Assigned task
Restate word for word the lines of the material below, from the line with "- Call to Action: how to apply" to the line with "Survey prompt. Replace", both lines included, and no others.

--- Data extracts Enclosed Below ---

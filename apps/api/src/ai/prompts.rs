// Prompt templates for the four AI flows.
// Placeholders are `{name}` and are filled with `str::replace`.

/// Role sentence for listing generation.
pub const LISTING_ROLE: &str = "You are an expert recruiter who writes compelling, \
    detailed job listings that attract top talent.";

/// Listing prompt. Replace `{job_description}`.
pub const LISTING_PROMPT_TEMPLATE: &str = r#"Turn the job description below into a complete job listing that follows the practices of successful online postings.

The listing must include at least these sections:
- Job Title: clear and concise
- Company Overview: a brief, engaging description of the company, its mission and culture
- Job Summary: what the role is and why it exists
- Key Responsibilities: the primary duties and tasks
- Required Qualifications: essential skills, experience and education
- Preferred Qualifications: desirable but optional skills and experience
- Benefits: key benefits and perks
- Call to Action: how to apply

Keep the tone professional, engaging and inclusive.

Return a JSON object with this EXACT schema:
{
  "jobListing": "the full listing as markdown text"
}

JOB DESCRIPTION:
{job_description}"#;

/// Role sentence for survey creation.
pub const SURVEY_ROLE: &str = "You are an assistant that helps hiring managers build \
    soft-skills surveys for candidates.";

/// Survey prompt. Replace `{skill_catalogue}`, `{question_count}`, `{job_listing}`.
pub const SURVEY_PROMPT_TEMPLATE: &str = r#"Read the job listing below and identify the top 3 soft skills the role needs. Choose ONLY from this list, spelled exactly as written:
{skill_catalogue}

Then write a {question_count}-question survey that reveals how a candidate would handle those 3 skills. Questions must be easy for candidates to understand and should invite concrete examples.

Return a JSON object with this EXACT schema:
{
  "surveyQuestions": ["question 1", "question 2"],
  "topSkills": ["Communication", "Problem-Solving", "Initiative"]
}

HARD RULES:
1. "surveyQuestions" has exactly {question_count} entries
2. "topSkills" has at most 3 entries, each copied from the list above, no repeats

JOB LISTING:
{job_listing}"#;

/// Role sentence for response analysis.
pub const ANALYSIS_ROLE: &str = "You are a hiring expert who analyzes a job seeker's \
    survey answers to judge their proficiency in key soft skills.";

/// Analysis prompt. Replace `{score_instruction}`, `{job_listing}`, `{soft_skills}`, `{responses}`.
pub const ANALYSIS_PROMPT_TEMPLATE: &str = r#"Analyze the survey responses below for the given job listing and soft skills. Explain what the answers reveal about each skill, then score each soft skill.

{score_instruction}

Return a JSON object with this EXACT schema:
{
  "analysis": "insights into the candidate's soft-skill proficiency",
  "scores": {"Communication": 85, "Problem-Solving": 70},
  "summary": "a short summary of the responses with an overall impression"
}

The keys of "scores" are the soft skill names listed below. The analysis and the scores must agree with each other.

JOB LISTING:
{job_listing}

TOP SOFT SKILLS: {soft_skills}

SURVEY RESPONSES:
{responses}"#;

/// Role sentence for the overall summary.
pub const SUMMARY_ROLE: &str = "You are an expert talent acquisition specialist.";

/// Summary prompt. Replace `{score_instruction}`, `{job_listing}`, `{responses}`, `{soft_skills}`.
pub const SUMMARY_PROMPT_TEMPLATE: &str = r#"You are given a job listing, a job seeker's survey responses and the soft skills being assessed. Summarize the responses and give one overall score for the candidate's suitability for the role based on those soft skills.

{score_instruction}

Return a JSON object with this EXACT schema:
{
  "summary": "summary of the candidate's responses",
  "overallScore": 78
}

JOB LISTING:
{job_listing}

SURVEY RESPONSES:
{responses}

SOFT SKILLS: {soft_skills}"#;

--- End of Enclosed Data extracts ---

Solution
- Call to Action: how to apply

Keep the tone professional, engaging and inclusive.

Return a JSON object with this EXACT schema:
{
  "jobListing": "the full listing as markdown text"
}

JOB DESCRIPTION:
{job_description}"#;

/// Role sentence for survey creation.
pub const SURVEY_ROLE: &str = "You are an assistant that helps hiring managers build \
    soft-skills surveys for candidates.";

/// Survey prompt. Replace `{skill_catalogue}`, `{question_count}`, `{job_listing}`.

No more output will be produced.